North America Native Plant

Roundleaf Monkeyflower

Botanical name: Mimulus glabratus

USDA symbol: MIGL

Life cycle: perennial

Habit: forb

Native status: Native to Canada âš˜ Native to the lower 48 states  

Roundleaf Monkeyflower: A Cheerful Native for Your Wetland Garden If you’re looking to add some sunny charm to the soggy spots in your yard, meet the roundleaf monkeyflower (Mimulus glabratus)! This delightful native perennial might just become your new best friend for those tricky wet areas where other plants fear ...

Roundleaf Monkeyflower: A Cheerful Native for Your Wetland Garden

If you’re looking to add some sunny charm to the soggy spots in your yard, meet the roundleaf monkeyflower (Mimulus glabratus)! This delightful native perennial might just become your new best friend for those tricky wet areas where other plants fear to tread.

What Makes Roundleaf Monkeyflower Special?

Don’t let the quirky name fool you – this little charmer doesn’t actually look like a monkey (though some say the flowers resemble tiny faces). The roundleaf monkeyflower is a herbaceous perennial forb that brings bright yellow, snapdragon-like blooms to wet areas from spring through fall. As a true water lover, this plant has earned Obligate Wetland status across every region of North America, meaning it almost always calls wetlands home.

Where Does It Call Home?

This native superstar has quite the impressive range! You’ll find roundleaf monkeyflower naturally occurring across a vast territory spanning from Canada down through the lower 48 states. It thrives in an amazing variety of locations including Alberta, Manitoba, Ontario, Quebec, Saskatchewan, and numerous U.S. states from Arizona and California in the west to Illinois and Wisconsin in the midwest, and from Montana down to Texas.
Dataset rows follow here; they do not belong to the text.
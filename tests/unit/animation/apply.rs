use super::*;
use crate::animation::ease::Ease;
use crate::animation::property::{Property, PropertyTween};
use crate::host::memory::MemoryElement;
use kurbo::Rect;

fn fade_up() -> PropertySpec {
    PropertySpec::new(
        [
            PropertyTween::new(Property::Opacity, 0.0, 1.0),
            PropertyTween::new(Property::Y, 30.0, 0.0),
        ],
        Ease::Linear,
    )
}

#[test]
fn endpoints_hit_from_and_to() {
    let spec = fade_up();
    assert_eq!(apply(&spec, 0.0), spec.from_frame());
    assert_eq!(apply(&spec, 1.0), spec.to_frame());
}

#[test]
fn midpoint_is_linear() {
    let f = apply(&fade_up(), 0.5);
    assert_eq!(f.get(Property::Opacity), Some(0.5));
    assert_eq!(f.get(Property::Y), Some(15.0));
}

#[test]
fn repeated_apply_is_bit_identical() {
    let spec = PropertySpec::new(
        [
            PropertyTween::new(Property::Opacity, 0.0, 1.0).with_ease(Ease::OutCubic),
            PropertyTween::new(Property::Y, 30.0, 0.0).with_ease(Ease::InOutSine),
        ],
        Ease::OutQuad,
    );
    for p in [0.0, 0.1234567, 0.5, 0.987654321, 1.0] {
        let a = apply(&spec, p);
        let b = apply(&spec, p);
        for ((pa, va), (pb, vb)) in a.iter().zip(b.iter()) {
            assert_eq!(pa, pb);
            assert_eq!(va.to_bits(), vb.to_bits());
        }
    }
}

#[test]
fn out_of_range_progress_clamps() {
    let spec = fade_up();
    assert_eq!(apply(&spec, -0.5), spec.from_frame());
    assert_eq!(apply(&spec, 7.0), spec.to_frame());
    assert_eq!(apply(&spec, f64::NAN), spec.from_frame());
}

#[test]
fn apply_to_writes_all_properties_at_once() {
    let el = MemoryElement::new("card", Rect::new(0.0, 0.0, 100.0, 100.0));
    apply_to(&el, &fade_up(), 0.25);
    assert_eq!(el.write_count(), 1);
    let style = el.style();
    assert_eq!(style.get(Property::Opacity), Some(0.25));
    assert_eq!(style.get(Property::Y), Some(22.5));
}

#[test]
fn apply_to_skips_detached_targets() {
    let el = MemoryElement::new("card", Rect::new(0.0, 0.0, 100.0, 100.0));
    el.detach();
    apply_to(&el, &fade_up(), 0.25);
    assert_eq!(el.write_count(), 0);
}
Why Your Garden Will Love It

Here’s why roundleaf monkeyflower deserves a spot in your landscape:

  • Pollinator magnet: Those cheerful yellow flowers are like tiny beacons for bees, butterflies, and other beneficial insects
  • Problem solver: Perfect for those perpetually soggy areas where other plants struggle
  • Long blooming: Provides color from spring through fall when growing conditions are right
  • Native credentials: Supports local ecosystems while requiring minimal fuss
  • Versatile zones: Hardy in USDA zones 3-9, making it suitable for most North American gardens

Perfect Garden Partnerships

Roundleaf monkeyflower shines brightest in:

  • Rain gardens and bioswales
  • Pond and stream edges
  • Bog gardens and wetland restorations
  • Native plant gardens with consistent moisture
  • Naturalistic landscapes near water features

Growing Your Roundleaf Monkeyflower

The secret to success with this native beauty is simple: keep it wet! Here’s how to give your roundleaf monkeyflower the royal treatment:

Light Requirements: This flexible native adapts to full sun or partial shade, though it tends to bloom more prolifically with adequate sunlight.

Soil and Water: Think consistently moist to wet – this isn’t the plant for your drought-tolerant garden. It thrives in soggy soils that would make other plants throw in the towel.

Planting Tips: Spring is ideal for getting your monkeyflower established. Choose the wettest spot in your yard – that area where water pools after rain or near downspouts and water features.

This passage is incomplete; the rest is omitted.